Max wrote:

> Tarentino has the intellect of a 14 year old
> combined with awesome technical skills. The film is fun.

I think the safest bet is that Tarantino is *intellectually*
brilliant.  But, yes, the response to oppression depicted in this
movie feels like a teenager's fantasy of lashing out against the most
immediate sources of his frustration.  However, every response to
oppression, regardless of whether it is misdirected or not (including
the most well organized insurrection), has this irrational cathartic
element.  Marx is on the record arguing that revolutions, with their
irrational eruptions and all, are *necessary* for the oppressed to
shake off the "muck of the ages" and build the resolve to reconstruct
a society from its foundations.  I'm not entirely sure about that.

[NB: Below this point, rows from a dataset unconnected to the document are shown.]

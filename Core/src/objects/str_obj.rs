use std::fmt::{Debug, Formatter};
use std::rc::Rc;

use crate::objects::Object;
use crate::values::Value;

const FNV_OFFSET_BASIS: u32 = 2166136261;
const FNV_PRIME: u32 = 16777619;

/// An immutable string object. Instances are interned: at most one exists
/// per distinct byte content, so handle identity doubles as equality.
pub struct StrObj {
  pub chars: String,
  /// The precomputed FNV-1a hash of `chars`.
  pub hash: u32,
}

impl StrObj {
  pub fn new(chars: String) -> Self {
    let hash = hash_string(&chars);
    StrObj { chars, hash }
  }

  pub fn len(&self) -> usize {
    self.chars.len()
  }

  pub fn is_empty(&self) -> bool {
    self.chars.is_empty()
  }
}

/// Hashes a string with the 32-bit FNV-1a function.
pub fn hash_string(text: &str) -> u32 {
  let mut hash = FNV_OFFSET_BASIS;

  for byte in text.bytes() {
    hash ^= byte as u32;
    hash = hash.wrapping_mul(FNV_PRIME);
  }

  hash
}

impl From<Rc<StrObj>> for Value {
  fn from(v: Rc<StrObj>) -> Self {
    Value::Obj(Object::Str(v))
  }
}

impl Debug for StrObj {
  fn fmt(&self, f: &mut Formatter<'_>) -> std::fmt::Result {
    write!(f, "'{}'", self.chars)
  }
}
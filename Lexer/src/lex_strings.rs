use grace_core::tokens::{ErrorTokenKind, Token, TokenKind};

use crate::Lexer;

impl<'a> Lexer<'a> {
  /// Makes a string literal token. The token's span includes the
  /// surrounding quotes; newlines inside the literal are permitted and
  /// counted against the line number.
  pub(crate) fn make_string_token(&mut self) -> Token {
    while !self.is_at_end() && self.get_current() != '"' {
      if self.get_current() == '\n' {
        self.line_num += 1;
      }
      self.advance();
    }

    if self.is_at_end() {
      return self.make_error_token(ErrorTokenKind::UnterminatedStr);
    }

    // The closing quote.
    self.advance();
    self.make_token(TokenKind::STR_LIT)
  }
}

But we don't need to get too Freudian to recognize some sort of id in
us, the inner minor in us, unrestrained by the demands of civilized
human interaction, particularly its oppressive, historically
unjustified aspects.  In fact, socialism (I believe it was Trotsky who
suggested this) can only stick if it manages to establish social
conditions conducive for our ids to find constructive expression.  But
leaving all that aside, often times, the artist's emotional connection
with an audience hinges on temporarily suspending moral judgment to
enable the audience to get in touch with its rawer needs.  Art,
fiction, humor, etc. play this role in any civilized society.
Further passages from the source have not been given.